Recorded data
==*==
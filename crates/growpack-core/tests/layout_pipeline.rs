use growpack_core::config::{PackerConfig, SortOrder};
use growpack_core::error::GrowPackError;
use growpack_core::model::Block;
use growpack_core::{pack_layout, sort_blocks};
use rand::{Rng, SeedableRng};

fn b(label: &str, w: f64, h: f64) -> Block {
    Block::new(label.to_string(), w, h)
}

fn cfg(order: SortOrder) -> PackerConfig {
    PackerConfig::builder().sort_order(order).build()
}

fn labels(layout: &growpack_core::Layout) -> Vec<&str> {
    layout.frames.iter().map(|f| f.label.as_str()).collect()
}

#[test]
fn height_desc_is_the_default_and_stable() {
    assert_eq!(PackerConfig::default().sort_order, SortOrder::HeightDesc);
    let blocks = vec![b("c", 5.0, 1.0), b("a", 2.0, 3.0), b("b", 1.0, 3.0)];
    let layout = pack_layout(blocks, PackerConfig::default()).unwrap();

    assert_eq!(labels(&layout), vec!["a", "b", "c"]);
    let xs: Vec<f64> = layout.frames.iter().map(|f| f.frame.x).collect();
    assert_eq!(xs, vec![0.0, 2.0, 3.0]);
    assert_eq!((layout.width, layout.height), (8.0, 3.0));
    assert!(layout.is_complete());
}

#[test]
fn sort_orders_arrange_blocks() {
    let base = vec![
        b("m", 1.0, 4.0),
        b("z", 3.0, 2.0),
        b("a", 2.0, 2.0),
        b("k", 5.0, 1.0),
    ];
    let order_of = |order: SortOrder| {
        let mut v = base.clone();
        sort_blocks(&mut v, order);
        v.into_iter().map(|b| b.label).collect::<Vec<_>>()
    };
    assert_eq!(order_of(SortOrder::HeightDesc), vec!["m", "z", "a", "k"]);
    assert_eq!(order_of(SortOrder::WidthDesc), vec!["k", "z", "a", "m"]);
    assert_eq!(order_of(SortOrder::AreaDesc), vec!["z", "k", "m", "a"]);
    assert_eq!(order_of(SortOrder::MaxSideDesc), vec!["k", "m", "z", "a"]);
    assert_eq!(order_of(SortOrder::NameAsc), vec!["a", "k", "m", "z"]);
    assert_eq!(order_of(SortOrder::None), vec!["m", "z", "a", "k"]);
}

#[test]
fn empty_input_is_an_empty_layout() {
    let layout = pack_layout(Vec::<Block>::new(), PackerConfig::default()).unwrap();
    assert_eq!((layout.width, layout.height), (0.0, 0.0));
    assert!(layout.frames.is_empty());
    assert!(layout.unplaced.is_empty());
    assert!(layout.ensure_complete().is_ok());
    let stats = layout.stats();
    assert_eq!(stats.occupancy, 0.0);
    assert_eq!(stats.waste_percentage(), 0.0);
}

#[test]
fn invalid_block_is_rejected_before_packing() {
    let blocks = vec![b("ok", 1.0, 1.0), b("flat", 1.0, 0.0)];
    match pack_layout(blocks, PackerConfig::default()) {
        Err(GrowPackError::InvalidBlock { index, label, .. }) => {
            assert_eq!(index, 1);
            assert_eq!(label, "flat");
        }
        other => panic!("Expected InvalidBlock error, got {:?}", other.map(|l| l.frames.len())),
    }
}

#[test]
fn unplaced_blocks_are_reported_not_raised() {
    let blocks = vec![b("small", 2.0, 2.0), b("big", 3.0, 3.0)];
    let layout = pack_layout(blocks, cfg(SortOrder::None)).unwrap();

    assert_eq!(labels(&layout), vec!["small"]);
    assert_eq!(layout.unplaced.len(), 1);
    assert_eq!(layout.unplaced[0].label, "big");
    assert!(layout.unplaced[0].fit.is_none());
    match layout.ensure_complete() {
        Err(GrowPackError::Unplaced { unplaced, total }) => {
            assert_eq!(unplaced, 1);
            assert_eq!(total, 2);
        }
        other => panic!("Expected Unplaced error, got {:?}", other),
    }
    let stats = layout.stats();
    assert_eq!(stats.num_blocks, 2);
    assert_eq!(stats.num_unplaced, 1);
}

#[test]
fn height_desc_packs_what_input_order_cannot() {
    let blocks = vec![b("small", 2.0, 2.0), b("big", 3.0, 3.0)];
    let layout = pack_layout(blocks, cfg(SortOrder::HeightDesc)).unwrap();
    assert!(layout.is_complete());
    assert_eq!(labels(&layout), vec!["big", "small"]);
}

#[test]
fn stats_report_occupancy() {
    let blocks = vec![b("a", 2.0, 2.0), b("b", 2.0, 2.0), b("c", 2.0, 1.0)];
    let layout = pack_layout(blocks, PackerConfig::default()).unwrap();
    let stats = layout.stats();
    assert_eq!(stats.canvas_area, 12.0);
    assert_eq!(stats.used_area, 10.0);
    assert!((stats.occupancy - 10.0 / 12.0).abs() < 1e-12);
    assert_eq!(stats.wasted_area(), 2.0);
    assert_eq!(stats.growth_events, 2);
    assert!(stats.summary().contains("Placed: 3"));
}

#[test]
fn auto_is_never_worse_than_any_portfolio_member() {
    let mut rng = rand::rngs::StdRng::seed_from_u64(9);
    let blocks: Vec<Block> = (0..80)
        .map(|i| {
            let w = rng.gen_range(1..=30) as f64;
            let h = rng.gen_range(1..=30) as f64;
            b(&format!("p{}", i), w, h)
        })
        .collect();

    let auto = pack_layout(blocks.clone(), cfg(SortOrder::Auto)).unwrap();
    let auto_area = auto.width * auto.height;
    for order in SortOrder::PORTFOLIO {
        let single = pack_layout(blocks.clone(), cfg(order)).unwrap();
        assert!(auto.unplaced.len() <= single.unplaced.len());
        if auto.unplaced.len() == single.unplaced.len() {
            assert!(auto_area <= single.width * single.height, "{:?}", order);
        }
    }
    assert_eq!(auto.frames.len() + auto.unplaced.len(), blocks.len());
}

#[test]
fn auto_rescues_input_order_failures() {
    let blocks = vec![b("small", 2.0, 2.0), b("big", 3.0, 3.0)];
    let layout = pack_layout(blocks, cfg(SortOrder::Auto)).unwrap();
    assert!(layout.is_complete());
}

#[test]
fn parallel_flag_gives_same_result() {
    let blocks: Vec<Block> = (1..=40)
        .map(|i| b(&format!("q{}", i), (i % 7 + 1) as f64, (i % 5 + 1) as f64))
        .collect();
    let seq = pack_layout(blocks.clone(), cfg(SortOrder::Auto)).unwrap();
    let par = pack_layout(
        blocks,
        PackerConfig::builder()
            .sort_order(SortOrder::Auto)
            .parallel(true)
            .build(),
    )
    .unwrap();
    assert_eq!((seq.width, seq.height), (par.width, par.height));
    let a: Vec<_> = seq.frames.iter().map(|f| (f.label.clone(), f.frame)).collect();
    let b: Vec<_> = par.frames.iter().map(|f| (f.label.clone(), f.frame)).collect();
    assert_eq!(a, b);
}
==*==
» Assigned task:
A faithful, word-for-word copy of the data is the expected answer.

» Response box:
filename crates/growpack-core/tests/layout_pipeline.rs
use growpack_core::config::{PackerConfig, SortOrder};
use growpack_core::error::GrowPackError;
use growpack_core::model::Block;
use growpack_core::{pack_layout, sort_blocks};
use rand::{Rng, SeedableRng};

fn b(label: &str, w: f64, h: f64) -> Block {
    Block::new(label.to_string(), w, h)
}

fn cfg(order: SortOrder) -> PackerConfig {
    PackerConfig::builder().sort_order(order).build()
}

fn labels(layout: &growpack_core::Layout) -> Vec<&str> {
    layout.frames.iter().map(|f| f.label.as_str()).collect()
}

#[test]
fn height_desc_is_the_default_and_stable() {
    assert_eq!(PackerConfig::default().sort_order, SortOrder::HeightDesc);
    let blocks = vec![b("c", 5.0, 1.0), b("a", 2.0, 3.0), b("b", 1.0, 3.0)];
    let layout = pack_layout(blocks, PackerConfig::default()).unwrap();

    assert_eq!(labels(&layout), vec!["a", "b", "c"]);
    let xs: Vec<f64> = layout.frames.iter().map(|f| f.frame.x).collect();
    assert_eq!(xs, vec![0.0, 2.0, 3.0]);
    assert_eq!((layout.width, layout.height), (8.0, 3.0));
    assert!(layout.is_complete());
}

#[test]
fn sort_orders_arrange_blocks() {
    let base = vec![
        b("m", 1.0, 4.0),
        b("z", 3.0, 2.0),
        b("a", 2.0, 2.0),
        b("k", 5.0, 1.0),
    ];
    let order_of = |order: SortOrder| {
        let mut v = base.clone();
        sort_blocks(&mut v, order);
        v.into_iter().map(|b| b.label).collect::<Vec<_>>()
    };
    assert_eq!(order_of(SortOrder::HeightDesc), vec!["m", "z", "a", "k"]);
    assert_eq!(order_of(SortOrder::WidthDesc), vec!["k", "z", "a", "m"]);
    assert_eq!(order_of(SortOrder::AreaDesc), vec!["z", "k", "m", "a"]);
    assert_eq!(order_of(SortOrder::MaxSideDesc), vec!["k", "m", "z", "a"]);
    assert_eq!(order_of(SortOrder::NameAsc), vec!["a", "k", "m", "z"]);
    assert_eq!(order_of(SortOrder::None), vec!["m", "z", "a", "k"]);
}

#[test]
fn empty_input_is_an_empty_layout() {
    let layout = pack_layout(Vec::<Block>::new(), PackerConfig::default()).unwrap();
    assert_eq!((layout.width, layout.height), (0.0, 0.0));
    assert!(layout.frames.is_empty());
    assert!(layout.unplaced.is_empty());
    assert!(layout.ensure_complete().is_ok());
    let stats = layout.stats();
    assert_eq!(stats.occupancy, 0.0);
    assert_eq!(stats.waste_percentage(), 0.0);
}

#[test]
fn invalid_block_is_rejected_before_packing() {
    let blocks = vec![b("ok", 1.0, 1.0), b("flat", 1.0, 0.0)];
    match pack_layout(blocks, PackerConfig::default()) {
        Err(GrowPackError::InvalidBlock { index, label, .. }) => {
            assert_eq!(index, 1);
            assert_eq!(label, "flat");
        }
        other => panic!("Expected InvalidBlock error, got {:?}", other.map(|l| l.frames.len())),
    }
}

#[test]
fn unplaced_blocks_are_reported_not_raised() {
    let blocks = vec![b("small", 2.0, 2.0), b("big", 3.0, 3.0)];
    let layout = pack_layout(blocks, cfg(SortOrder::None)).unwrap();

    assert_eq!(labels(&layout), vec!["small"]);
    assert_eq!(layout.unplaced.len(), 1);
    assert_eq!(layout.unplaced[0].label, "big");
    assert!(layout.unplaced[0].fit.is_none());
    match layout.ensure_complete() {
        Err(GrowPackError::Unplaced { unplaced, total }) => {
            assert_eq!(unplaced, 1);
            assert_eq!(total, 2);
        }
        other => panic!("Expected Unplaced error, got {:?}", other),
    }
    let stats = layout.stats();
    assert_eq!(stats.num_blocks, 2);
    assert_eq!(stats.num_unplaced, 1);
}

#[test]
fn height_desc_packs_what_input_order_cannot() {
    let blocks = vec![b("small", 2.0, 2.0), b("big", 3.0, 3.0)];
    let layout = pack_layout(blocks, cfg(SortOrder::HeightDesc)).unwrap();
    assert!(layout.is_complete());
    assert_eq!(labels(&layout), vec!["big", "small"]);
}

#[test]
fn stats_report_occupancy() {
    let blocks = vec![b("a", 2.0, 2.0), b("b", 2.0, 2.0), b("c", 2.0, 1.0)];
    let layout = pack_layout(blocks, PackerConfig::default()).unwrap();
    let stats = layout.stats();
    assert_eq!(stats.canvas_area, 12.0);
    assert_eq!(stats.used_area, 10.0);
    assert!((stats.occupancy - 10.0 / 12.0).abs() < 1e-12);
    assert_eq!(stats.wasted_area(), 2.0);
    assert_eq!(stats.growth_events, 2);
    assert!(stats.summary().contains("Placed: 3"));
}

#[test]
fn auto_is_never_worse_than_any_portfolio_member() {
    let mut rng = rand::rngs::StdRng::seed_from_u64(9);
    let blocks: Vec<Block> = (0..80)
        .map(|i| {
            let w = rng.gen_range(1..=30) as f64;
            let h = rng.gen_range(1..=30) as f64;
            b(&format!("p{}", i), w, h)
        })
        .collect();

    let auto = pack_layout(blocks.clone(), cfg(SortOrder::Auto)).unwrap();
    let auto_area = auto.width * auto.height;
    for order in SortOrder::PORTFOLIO {
        let single = pack_layout(blocks.clone(), cfg(order)).unwrap();
        assert!(auto.unplaced.len() <= single.unplaced.len());
        if auto.unplaced.len() == single.unplaced.len() {
            assert!(auto_area <= single.width * single.height, "{:?}", order);
        }
    }
    assert_eq!(auto.frames.len() + auto.unplaced.len(), blocks.len());
}

#[test]
fn auto_rescues_input_order_failures() {
    let blocks = vec![b("small", 2.0, 2.0), b("big", 3.0, 3.0)];
    let layout = pack_layout(blocks, cfg(SortOrder::Auto)).unwrap();
    assert!(layout.is_complete());
}

#[test]
fn parallel_flag_gives_same_result() {
    let blocks: Vec<Block> = (1..=40)
        .map(|i| b(&format!("q{}", i), (i % 7 + 1) as f64, (i % 5 + 1) as f64))
        .collect();
    let seq = pack_layout(blocks.clone(), cfg(SortOrder::Auto)).unwrap();
    let par = pack_layout(
        blocks,
        PackerConfig::builder()
            .sort_order(SortOrder::Auto)
            .parallel(true)
            .build(),
    )
    .unwrap();
    assert_eq!((seq.width, seq.height), (par.width, par.height));
    let a: Vec<_> = seq.frames.iter().map(|f| (f.label.clone(), f.frame)).collect();
    let b: Vec<_> = par.frames.iter().map(|f| (f.label.clone(), f.frame)).collect();
    assert_eq!(a, b);
}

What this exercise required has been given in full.